If the gender thing is a buzz crasher for Metric’s party, it’s also the itch that keeps their shows interesting. Regardless of whether Haines can balance being the only female musician in the band, as well as the lyricist and the front woman, with being just another ensemble player is a push-and-pull that fans the band’s smoldering dynamic.
Onstage, Haines’ averting eyes, over-the-shoulder glares and seemingly self-conscious hip-shake don’t scream coziness in the spotlight; rather they communicate a vulnerability that matches the music — kinda melancholy, kinda spacy, a balance of overexcited and reserved postures. With Haines’ “freeing of her inner spazz,” as she describes it, in addition to her Devo-inspired riffs, Scott-Key and Denton’s bouncy fills and Shaw’s poppy keyboard grandstanding, Metric make out like a bigger band than they really are, and that they take very seriously.
“There’s a stereotype about musicians as just lazy, lie-around folk,” says Haines, “but I think being a musician can make you an honorable living, if you can give people some fun. It’s honorable to show people a good time and put a smile on their face — not a stupid smile, but a validating smile.”

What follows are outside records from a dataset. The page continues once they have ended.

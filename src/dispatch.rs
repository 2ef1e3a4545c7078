// Copyright 2025 STARGA Inc.
// Licensed under the Apache License, Version 2.0 (the “License”);
// you may not use this file except in compliance with the License.
// You may obtain a copy of the License at:
//     http://www.apache.org/licenses/LICENSE-2.0
//
// Unless required by applicable law or agreed to in writing, software
// distributed under the License is distributed on an “AS IS” BASIS,
// WITHOUT WARRANTIES OR CONDITIONS OF ANY KIND, either express or implied.
// See the License for the specific language governing permissions and
// limitations under the License.

// Part of the MIND project (Machine Intelligence Native Design).

//! Invocation engine.
//!
//! Host-platform handlers run synchronously on the calling thread. Every
//! other platform requires a stream in the execution context; the handler
//! is enqueued and the call counts as complete once enqueued. Handler
//! failures come back as [`XcallError::Handler`] unless the configuration
//! makes them fatal. Nothing is retried.

use std::os::raw::c_void;
use std::panic::{self, AssertUnwindSafe};
use std::ptr;
use std::sync::Arc;

use crate::abi::{RawFrame, XcallErrorRecord};
use crate::attrs::Attributes;
use crate::buffer::TypedBuffer;
use crate::config::BridgeConfig;
use crate::error::{invalid, Result, XcallError};
use crate::frame::{build_frame, check_version, CallFrame, ExecutionContext, ScratchAllocator};
use crate::handler::EntryPoint;
use crate::registry::{CallTarget, Registry};
use crate::stream::StreamEvent;
use crate::types::ShapeDType;

/// How far an invocation got when `invoke` returned.
#[derive(Debug)]
pub enum Completion {
    /// The handler ran to completion on the calling thread.
    Complete,
    /// The handler was enqueued on the context's stream. The event reports
    /// this call's outcome only; dropping it leaves a failure to
    /// [`Stream::synchronize`](crate::stream::Stream::synchronize).
    Enqueued(StreamEvent),
}

impl Completion {
    /// Block until the call has run and return its own outcome.
    pub fn wait(self) -> Result<()> {
        match self {
            Completion::Complete => Ok(()),
            Completion::Enqueued(event) => event.wait(),
        }
    }
}

#[derive(Debug, Clone, Default)]
pub struct Dispatcher {
    config: BridgeConfig,
}

impl Dispatcher {
    pub fn new(config: BridgeConfig) -> Self {
        Self { config }
    }

    pub fn config(&self) -> &BridgeConfig {
        &self.config
    }

    /// Invoke a resolved target.
    ///
    /// The frame owns `'static` buffers because enqueued work may outlive
    /// this call; use [`Dispatcher::invoke_scoped`] for borrowed buffers.
    #[tracing::instrument(
        level = "debug",
        skip_all,
        fields(target_name = %target.name, platform = %target.platform)
    )]
    pub fn invoke(&self, target: &CallTarget, frame: CallFrame<'static>) -> Result<Completion> {
        let frame = frame.with_api_version(self.config.api_version);
        check_version(
            frame.api_version(),
            target.capsule.api_version(),
            &self.config.compatible_versions,
        )?;
        if frame.ctx().platform() != &target.platform {
            return Err(invalid(format!(
                "frame built for platform '{}' but target is registered for '{}'",
                frame.ctx().platform(),
                target.platform
            )));
        }

        let entry = target.capsule.entry().clone();
        if target.platform.is_host() && !matches!(entry, EntryPoint::Stream(_)) {
            let mut frame = frame;
            let lease = ScratchLease::enter(&frame);
            let outcome = run_entry(&target.name, &entry, &mut frame, ptr::null_mut());
            drop(lease);
            self.finish(&target.name, outcome)?;
            return Ok(Completion::Complete);
        }

        let Some(stream) = frame.ctx().stream().cloned() else {
            return Err(XcallError::NotImplemented(format!(
                "target '{}' on platform '{}' needs a stream and none was supplied",
                target.name, target.platform
            )));
        };
        let name = target.name.clone();
        let fatal = self.config.fatal_handler_errors;
        let handle = stream.raw_handle() as usize;
        let mut frame = frame;
        let lease = ScratchLease::enter(&frame);
        let event = stream.enqueue(Box::new(move || {
            let outcome = run_entry(&name, &entry, &mut frame, handle as *mut c_void);
            drop(lease);
            finish_with(fatal, &name, outcome)
        }))?;
        tracing::debug!("handler enqueued");
        Ok(Completion::Enqueued(event))
    }

    /// Invoke with borrowed buffers, waiting for this call's stream work
    /// to finish before the borrows end. Failures of other work on the same
    /// stream are not reported here.
    pub fn invoke_scoped(&self, target: &CallTarget, frame: CallFrame<'_>) -> Result<()> {
        // SAFETY: the completion is awaited below, before any buffer borrow
        // held by `frame` can end. The work item owns the frame, so it is
        // dropped on the stream thread before the event fires.
        let frame = unsafe { frame.into_static() };
        self.invoke(target, frame)?.wait()
    }

    /// Resolve `name` on the context's platform, build and validate the
    /// frame, and invoke it.
    #[allow(clippy::too_many_arguments)]
    pub fn invoke_by_name<'a>(
        &self,
        registry: &Registry,
        name: &str,
        attrs: Attributes,
        inputs: Vec<TypedBuffer<'a>>,
        declared: &[ShapeDType],
        results: Vec<TypedBuffer<'a>>,
        ctx: ExecutionContext,
    ) -> Result<()> {
        let target = registry.resolve(name, ctx.platform().clone())?;
        let frame = build_frame(
            target.capsule.binding(),
            attrs,
            inputs,
            declared,
            results,
            ctx,
        )?;
        self.invoke_scoped(&target, frame)
    }

    fn finish(&self, name: &str, outcome: Result<()>) -> Result<()> {
        finish_with(self.config.fatal_handler_errors, name, outcome)
    }
}

fn finish_with(fatal: bool, name: &str, outcome: Result<()>) -> Result<()> {
    let Err(err) = outcome else {
        return Ok(());
    };
    if fatal {
        tracing::error!(target_name = name, error = %err, "handler failed; aborting");
        std::process::abort();
    }
    tracing::warn!(target_name = name, error = %err, "handler failed");
    Err(err)
}

/// Holds the context's scratch allocator for one invocation.
struct ScratchLease(Option<Arc<dyn ScratchAllocator>>);

impl ScratchLease {
    fn enter(frame: &CallFrame<'_>) -> Self {
        let scratch = frame.ctx().scratch().cloned();
        if let Some(scratch) = &scratch {
            scratch.enter();
        }
        Self(scratch)
    }
}

impl Drop for ScratchLease {
    fn drop(&mut self) {
        if let Some(scratch) = self.0.take() {
            scratch.exit();
        }
    }
}

fn run_entry(
    name: &str,
    entry: &EntryPoint,
    frame: &mut CallFrame<'_>,
    stream: *mut c_void,
) -> Result<()> {
    let record = match entry {
        EntryPoint::Rust(handler) => {
            let outcome = panic::catch_unwind(AssertUnwindSafe(|| handler.call(frame)));
            return match outcome {
                Ok(result) => result.map_err(|e| XcallError::from_handler(name, e)),
                Err(payload) => Err(XcallError::Internal(format!(
                    "handler '{name}' panicked: {}",
                    panic_message(&*payload)
                ))),
            };
        }
        EntryPoint::Host(f) => {
            let mut raw = RawFrame::new(frame, ptr::null_mut())?;
            // SAFETY: the raw frame points into `frame`, alive for the call.
            unsafe { f(raw.as_mut_ptr()) }
        }
        EntryPoint::Stream(f) => {
            let mut raw = RawFrame::new(frame, stream)?;
            // SAFETY: as above; `stream` is the context's handle.
            unsafe { f(stream, raw.as_mut_ptr()) }
        }
    };
    // SAFETY: native handlers allocate records through the bridge.
    match unsafe { XcallErrorRecord::take(record) } {
        None => Ok(()),
        Some((category, message)) => Err(XcallError::Handler {
            target: name.to_string(),
            category,
            message,
        }),
    }
}

fn panic_message(payload: &(dyn std::any::Any + Send)) -> String {
    if let Some(s) = payload.downcast_ref::<&str>() {
        (*s).to_string()
    } else if let Some(s) = payload.downcast_ref::<String>() {
        s.clone()
    } else {
        "non-string panic payload".to_string()
    }
}

#[cfg(test)]
mod tests {
    use super::*;
    use crate::buffer::HostArray;
    use crate::error::ErrorCategory;
    use crate::frame::Platform;
    use crate::handler::Capsule;
    use crate::types::DType;

    fn target(name: &str, platform: &str, capsule: Capsule) -> CallTarget {
        CallTarget {
            name: name.into(),
            platform: Platform::new(platform),
            capsule,
        }
    }

    fn empty_frame(ctx: ExecutionContext) -> CallFrame<'static> {
        build_frame(None, Attributes::new(), vec![], &[], vec![], ctx).unwrap()
    }

    #[test]
    fn panics_become_internal_errors() {
        let t = target("boom", "host", Capsule::from_fn(|_| panic!("kaboom")));
        let err = Dispatcher::default()
            .invoke(&t, empty_frame(ExecutionContext::host()))
            .unwrap_err();
        assert!(matches!(err, XcallError::Internal(ref m) if m.contains("kaboom")));
    }

    #[test]
    fn handler_errors_keep_their_category() {
        let t = target(
            "fail",
            "host",
            Capsule::from_fn(|_| Err(XcallError::OutOfRange("bad index".into()))),
        );
        let err = Dispatcher::default()
            .invoke(&t, empty_frame(ExecutionContext::host()))
            .unwrap_err();
        assert_eq!(err.category(), ErrorCategory::OutOfRange);
        assert!(matches!(err, XcallError::Handler { ref target, .. } if target == "fail"));
    }

    #[test]
    fn non_host_without_stream_is_not_implemented() {
        let t = target("f", "cuda", Capsule::from_fn(|_| Ok(())));
        let err = Dispatcher::default()
            .invoke(&t, empty_frame(ExecutionContext::new(Platform::new("cuda"))))
            .unwrap_err();
        assert!(matches!(err, XcallError::NotImplemented(_)));
    }

    #[test]
    fn platform_mismatch_is_rejected() {
        let t = target("f", "cuda", Capsule::from_fn(|_| Ok(())));
        let err = Dispatcher::default()
            .invoke(&t, empty_frame(ExecutionContext::host()))
            .unwrap_err();
        assert!(matches!(err, XcallError::InvalidArgument(_)));
    }

    #[test]
    fn scoped_host_call_writes_results() {
        let t = target(
            "fill",
            "host",
            Capsule::from_fn(|frame| {
                let value = frame.attrs().f64("value")? as f32;
                frame.result(0)?.typed_mut::<f32>()?.fill(value);
                Ok(())
            }),
        );
        let mut out = HostArray::zeros(DType::F32, &[3]).unwrap();
        let frame = build_frame(
            None,
            Attributes::new().with("value", 2.5f64),
            vec![],
            &[ShapeDType::new(DType::F32, &[3])],
            vec![out.view_mut()],
            ExecutionContext::host(),
        )
        .unwrap();
        Dispatcher::default().invoke_scoped(&t, frame).unwrap();
        assert_eq!(out.to_vec::<f32>().unwrap(), vec![2.5; 3]);
    }
}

Pump It Mount Sims:Electrosex is power
For electroclash artist Mount Sims, the boundary between music and the visual arts is a fluid one. “Electro is a genre that lends itself to the visual,” he says. His live performance bears witness to that. Flanked by undulating erotic dancers, Mount Sims puts on a show, often with unicorns, giant Greek-tragedy masks and corn dogs. Yeah, corn dogs. “We act out sexual fantasies with food, like with hot dogs and doughnuts. Or having somebody eat a jelly doughnut out of your crotch.”
Mount Sims is a stepchild of the fashion world. He moved to Los Angeles from his hometown of Milwaukee after the breakup of his band. For a period, he earned his rent as a male model, and was lured back into the studio — a computer inside his walk-in closet — by requests of designers who wanted him to create music to accompany their events. In order to pull off this synergy of music, modern dance and performance art, Sims frequently collaborates with the likes of choreographer Ryan Heffington (Psycho Dance Show) and Grey Ant’s Grant Krajecki.

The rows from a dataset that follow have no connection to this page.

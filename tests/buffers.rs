// Copyright 2025 STARGA Inc.
// Licensed under the Apache License, Version 2.0 (the “License”);
// you may not use this file except in compliance with the License.
// You may obtain a copy of the License at:
//     http://www.apache.org/licenses/LICENSE-2.0
//
// Unless required by applicable law or agreed to in writing, software
// distributed under the License is distributed on an “AS IS” BASIS,
// WITHOUT WARRANTIES OR CONDITIONS OF ANY KIND, either express or implied.
// See the License for the specific language governing permissions and
// limitations under the License.

// Part of the MIND project (Machine Intelligence Native Design).

use half::{bf16, f16};
use num_complex::Complex32;

use mind_xcall::buffer::{decode, encode, WIRE_MAGIC};
use mind_xcall::prelude::*;

#[test]
fn reduced_precision_and_complex_survive_the_wire() {
    let halves =
        HostArray::from_slice(&[2], &[f16::from_f32(1.5), f16::from_f32(-0.25)]).unwrap();
    let brains =
        HostArray::from_slice(&[1, 2], &[bf16::from_f32(3.0), bf16::from_f32(8.0)]).unwrap();
    let complex = HostArray::from_vec(vec![Complex32::new(1.0, -1.0), Complex32::new(0.0, 2.0)]);

    for array in [halves, brains, complex] {
        let bytes = encode(&array.view());
        assert_eq!(&bytes[..4], &WIRE_MAGIC);
        assert_eq!(decode(&bytes).unwrap(), array);
    }
}

#[test]
fn predicates_are_bytes() {
    let mask = HostArray::from_bools(&[3], &[true, false, true]).unwrap();
    assert_eq!(mask.dtype(), DType::Pred);
    assert_eq!(mask.bytes(), &[1, 0, 1]);
    assert_eq!(decode(&encode(&mask.view())).unwrap().to_bools().unwrap(), vec![true, false, true]);
}

#[test]
fn corrupt_encodings_are_rejected() {
    let array = HostArray::from_vec(vec![1i64, 2, 3]);
    let bytes = encode(&array.view());

    assert!(decode(&bytes[..bytes.len() - 1]).is_err());

    let mut extra = bytes.clone();
    extra.push(0);
    assert!(decode(&extra).is_err());

    let mut bad_magic = bytes.clone();
    bad_magic[0] = b'X';
    assert_eq!(
        decode(&bad_magic).unwrap_err().category(),
        ErrorCategory::InvalidArgument
    );

    let mut future = bytes;
    future[4] = 9;
    assert_eq!(
        decode(&future).unwrap_err().category(),
        ErrorCategory::NotImplemented
    );

    // A huge claimed shape with an empty payload fails before allocating.
    let empty = HostArray::zeros(DType::F64, &[0]).unwrap();
    let mut huge = encode(&empty.view());
    huge[12..20].copy_from_slice(&(1u64 << 40).to_le_bytes());
    assert_eq!(
        decode(&huge).unwrap_err().category(),
        ErrorCategory::InvalidArgument
    );

    let square = HostArray::zeros(DType::F64, &[0, 0]).unwrap();
    let mut overflow = encode(&square.view());
    overflow[12..20].copy_from_slice(&(1u64 << 40).to_le_bytes());
    overflow[20..28].copy_from_slice(&(1u64 << 40).to_le_bytes());
    assert_eq!(
        decode(&overflow).unwrap_err().category(),
        ErrorCategory::OutOfRange
    );
}

#[test]
fn typed_views_check_element_type() {
    let array = HostArray::from_vec(vec![1.0f32, 2.0]);
    let view = array.view();
    assert!(view.typed::<f32>().is_ok());
    assert!(view.typed::<i32>().is_err());
    assert!(!view.is_writable());
    assert!(view.matches(&ShapeDType::new(DType::F32, &[2])));
}

#[test]
fn zero_sized_arrays() {
    let empty = HostArray::zeros(DType::F64, &[0, 4]).unwrap();
    assert!(empty.is_empty());
    assert_eq!(empty.element_count(), 0);
    assert_eq!(decode(&encode(&empty.view())).unwrap().dims(), &[0, 4]);
}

Sims prefers the input of designers and performance artists to that of other musicians. “I like to think of my music as a painting,” he says, smiling. “Andy Warhol and Basquiat made paintings together. That was a beautiful combination, because they bounced ideas off one another. I don’t believe that a musician has to bounce his ideas off another musician to write a song.”
Fittingly, Sims’ recent Emperor Norton release, Ultra Sex, is largely a product of a boy and his laptop. Out of 13 tracks, only one was a collaborative effort; the rest were written, produced and arranged by Sims himself. While artists from Prince to Peaches have laid down insinuating lyrics on top of computer-generated beats, Mount Sims has put a unique spin on things: soulful but sexually ambivalent, and decidedly Hollywood.

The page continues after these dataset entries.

// Copyright 2025 STARGA Inc.
// Licensed under the Apache License, Version 2.0 (the “License”);
// you may not use this file except in compliance with the License.
// You may obtain a copy of the License at:
//     http://www.apache.org/licenses/LICENSE-2.0
//
// Unless required by applicable law or agreed to in writing, software
// distributed under the License is distributed on an “AS IS” BASIS,
// WITHOUT WARRANTIES OR CONDITIONS OF ANY KIND, either express or implied.
// See the License for the specific language governing permissions and
// limitations under the License.

// Part of the MIND project (Machine Intelligence Native Design).

use mind_xcall::partition::{Operand, PlanStep};
use mind_xcall::prelude::*;
use mind_xcall::testing::{check_close, check_layout_determinism};

fn registry() -> Registry {
    let registry = Registry::new();
    registry
        .register(
            "double",
            "host",
            Capsule::from_fn(|frame| {
                let (inputs, results) = frame.io_mut();
                let x = inputs[0].typed::<f32>()?;
                for (o, v) in results[0].typed_mut::<f32>()?.iter_mut().zip(x) {
                    *o = 2.0 * v;
                }
                Ok(())
            }),
        )
        .unwrap();
    registry
        .register(
            "row_normalize",
            "host",
            Capsule::from_fn(|frame| {
                let (inputs, results) = frame.io_mut();
                let cols = inputs[0].dims()[1];
                let x = inputs[0].typed::<f32>()?;
                let out = results[0].typed_mut::<f32>()?;
                for (row, dst) in x.chunks(cols).zip(out.chunks_mut(cols)) {
                    let total: f32 = row.iter().sum();
                    for (o, v) in dst.iter_mut().zip(row) {
                        *o = v / total;
                    }
                }
                Ok(())
            }),
        )
        .unwrap();
    registry
        .register(
            "matmul",
            "host",
            Capsule::from_fn(|frame| {
                let (inputs, results) = frame.io_mut();
                let (m, k) = (inputs[0].dims()[0], inputs[0].dims()[1]);
                let n = inputs[1].dims()[1];
                let a = inputs[0].typed::<f32>()?;
                let b = inputs[1].typed::<f32>()?;
                let c = results[0].typed_mut::<f32>()?;
                for i in 0..m {
                    for j in 0..n {
                        c[i * n + j] = (0..k).map(|p| a[i * k + p] * b[p * n + j]).sum();
                    }
                }
                Ok(())
            }),
        )
        .unwrap();
    registry
}

fn arange(dims: &[usize], offset: f32) -> HostArray {
    let n: usize = dims.iter().product();
    let data: Vec<f32> = (0..n).map(|i| i as f32 + offset).collect();
    HostArray::from_slice(dims, &data).unwrap()
}

fn f32s(dims: &[i64]) -> ShapeDType {
    ShapeDType::new(DType::F32, dims)
}

fn spec_of(a: &HostArray) -> ShapeDType {
    ShapeDType::from_dims(a.dtype(), a.dims())
}

fn site(
    registry: &Registry,
    name: &str,
    out: ShapeDType,
    rule: &str,
    replicate: &[&str],
) -> CallSite {
    let partitioner = RulePartitioner::new(ShardingRule::parse(rule).unwrap())
        .need_replication(replicate.iter().copied());
    CallSite::builder(name, vec![out])
        .registry(registry)
        .config(BridgeConfig::default())
        .partitioner(partitioner)
        .build()
        .unwrap()
}

#[test]
fn leading_axis_sharding_needs_no_communication() {
    let registry = registry();
    let site = site(&registry, "double", f32s(&[8, 3]), "b j -> b j", &[]);
    let mesh = Mesh::new(&[("data", 4)]).unwrap();
    let x = arange(&[8, 3], 0.0);
    let layout = [Layout::sharded(&[Some("data"), None])];

    let plan = site
        .partition(&mesh, &[spec_of(&x)], &layout, None, &Attributes::new())
        .unwrap();
    assert!(!plan.has_communication(), "{plan}");
    assert_eq!(plan.result_layouts, vec![Layout::sharded(&[Some("data"), None])]);

    let sharded = site
        .call_sharded(&mesh, &[x.clone()], &layout, Attributes::new())
        .unwrap();
    let whole = site.call(&[&x], Attributes::new()).unwrap();
    assert_eq!(sharded, whole);
}

#[test]
fn replicated_factor_is_gathered() {
    let registry = registry();
    let site = site(&registry, "row_normalize", f32s(&[4, 6]), "b j -> b j", &["j"]);
    let mesh = Mesh::new(&[("data", 2), ("model", 2)]).unwrap();
    let x = arange(&[4, 6], 1.0);
    let layout = [Layout::sharded(&[Some("data"), Some("model")])];

    let plan = site
        .partition(&mesh, &[spec_of(&x)], &layout, None, &Attributes::new())
        .unwrap();
    let comms: Vec<&PlanStep> = plan.communication().collect();
    assert_eq!(
        comms,
        vec![&PlanStep::AllGather {
            operand: Operand::Arg(0),
            dim: 1,
            axis: "model".into(),
        }]
    );
    assert_eq!(plan.call_arg_layouts, vec![Layout::sharded(&[Some("data"), None])]);

    let sharded = site
        .call_sharded(&mesh, &[x.clone()], &layout, Attributes::new())
        .unwrap();
    let whole = site.call(&[&x], Attributes::new()).unwrap();
    check_close(&sharded[0], &whole[0], 1e-6).unwrap();
}

#[test]
fn contraction_over_sharded_axis_is_all_reduced() {
    let registry = registry();
    let site = site(&registry, "matmul", f32s(&[4, 3]), "i k, k j -> i j", &[]);
    let mesh = Mesh::new(&[("x", 2)]).unwrap();
    let a = arange(&[4, 4], 0.0);
    let b = arange(&[4, 3], -5.0);
    let layouts = [
        Layout::sharded(&[None, Some("x")]),
        Layout::sharded(&[Some("x"), None]),
    ];

    let plan = site
        .partition(
            &mesh,
            &[spec_of(&a), spec_of(&b)],
            &layouts,
            None,
            &Attributes::new(),
        )
        .unwrap();
    assert_eq!(
        plan.communication().cloned().collect::<Vec<_>>(),
        vec![PlanStep::AllReduce {
            result: 0,
            axes: vec!["x".into()],
        }]
    );
    assert_eq!(plan.call_result_layouts[0].partial(), &["x".to_string()]);
    assert!(plan.result_layouts[0].is_replicated());

    let sharded = site
        .call_sharded(&mesh, &[a.clone(), b.clone()], &layouts, Attributes::new())
        .unwrap();
    let whole = site.call(&[&a, &b], Attributes::new()).unwrap();
    assert_eq!(sharded, whole);
}

#[test]
fn call_site_without_hook_gathers_everything() {
    let registry = registry();
    let site = CallSite::builder("double", vec![f32s(&[4, 2])])
        .registry(&registry)
        .config(BridgeConfig::default())
        .build()
        .unwrap();
    let mesh = Mesh::new(&[("data", 2)]).unwrap();
    let x = arange(&[4, 2], 0.0);
    let layout = [Layout::sharded(&[Some("data"), None])];
    let plan = site
        .partition(&mesh, &[spec_of(&x)], &layout, None, &Attributes::new())
        .unwrap();
    assert_eq!(plan.communication().count(), 1);
    assert!(plan.call_arg_layouts[0].is_replicated());

    let out = site
        .call_sharded(&mesh, &[x.clone()], &layout, Attributes::new())
        .unwrap();
    assert_eq!(out, site.call(&[&x], Attributes::new()).unwrap());
}

#[test]
fn requested_output_layout_adds_a_slice() {
    let registry = registry();
    let site = site(&registry, "matmul", f32s(&[4, 3]), "i k, k j -> i j", &[]);
    let mesh = Mesh::new(&[("x", 2)]).unwrap();
    let specs = [f32s(&[4, 4]), f32s(&[4, 3])];
    let layouts = [Layout::replicated(2), Layout::replicated(2)];
    let wanted = [Layout::sharded(&[Some("x"), None])];
    let plan = site
        .partition(&mesh, &specs, &layouts, Some(&wanted), &Attributes::new())
        .unwrap();
    assert!(!plan.has_communication());
    assert_eq!(
        plan.steps.last(),
        Some(&PlanStep::Slice {
            operand: Operand::Result(0),
            dim: 0,
            axis: "x".into(),
        })
    );
    assert_eq!(plan.result_layouts, wanted.to_vec());
}

#[test]
fn rule_shape_mismatch_is_rejected_when_planning() {
    let registry = registry();
    let site = site(&registry, "matmul", f32s(&[4, 3]), "i k, k j -> i j", &[]);
    let mesh = Mesh::new(&[("x", 2)]).unwrap();
    let err = site
        .partition(
            &mesh,
            &[f32s(&[4, 4]), f32s(&[4])],
            &[Layout::replicated(2), Layout::replicated(1)],
            None,
            &Attributes::new(),
        )
        .unwrap_err();
    assert_eq!(err.category(), ErrorCategory::InvalidArgument);
}

#[test]
fn rule_inference_is_deterministic() {
    let hook = RulePartitioner::new(ShardingRule::parse("i k, k j -> i j").unwrap());
    let mesh = Mesh::new(&[("x", 2), ("y", 2)]).unwrap();
    let layouts = [
        Layout::sharded(&[Some("x"), Some("y")]),
        Layout::sharded(&[None, None]),
    ];
    let inferred =
        check_layout_determinism(&hook, &Attributes::new(), &mesh, &layouts, 8).unwrap();
    assert_eq!(
        inferred,
        vec![Layout::sharded(&[Some("x"), None]).with_partial(["y".to_string()])]
    );
}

At first sight, the album cover appears to be your run-of-the-mill dominatrix with a strap-on. But on closer inspection, the strap becomes a joystick, a playful jab at gender/power relationships. “The album cover has a lot to do with the power behind taboo. Like when you prohibit the image of a dick, all of a sudden it has all this power. It becomes a sexual superhero, a dick with a cape, just because it’s prohibited.”
Sims’ fascination with things prohibited has landed him in police custody more than once. In Milwaukee it was for “simulating sex” with a loudspeaker. In France it was for indecent exposure. Who’d’ve thought the French cared? “I thought they’d be down. I guess not. I also got arrested for stage-diving a couple of times, for endangerment with a deadly weapon.” And what was the deadly weapon? “My body,” he says.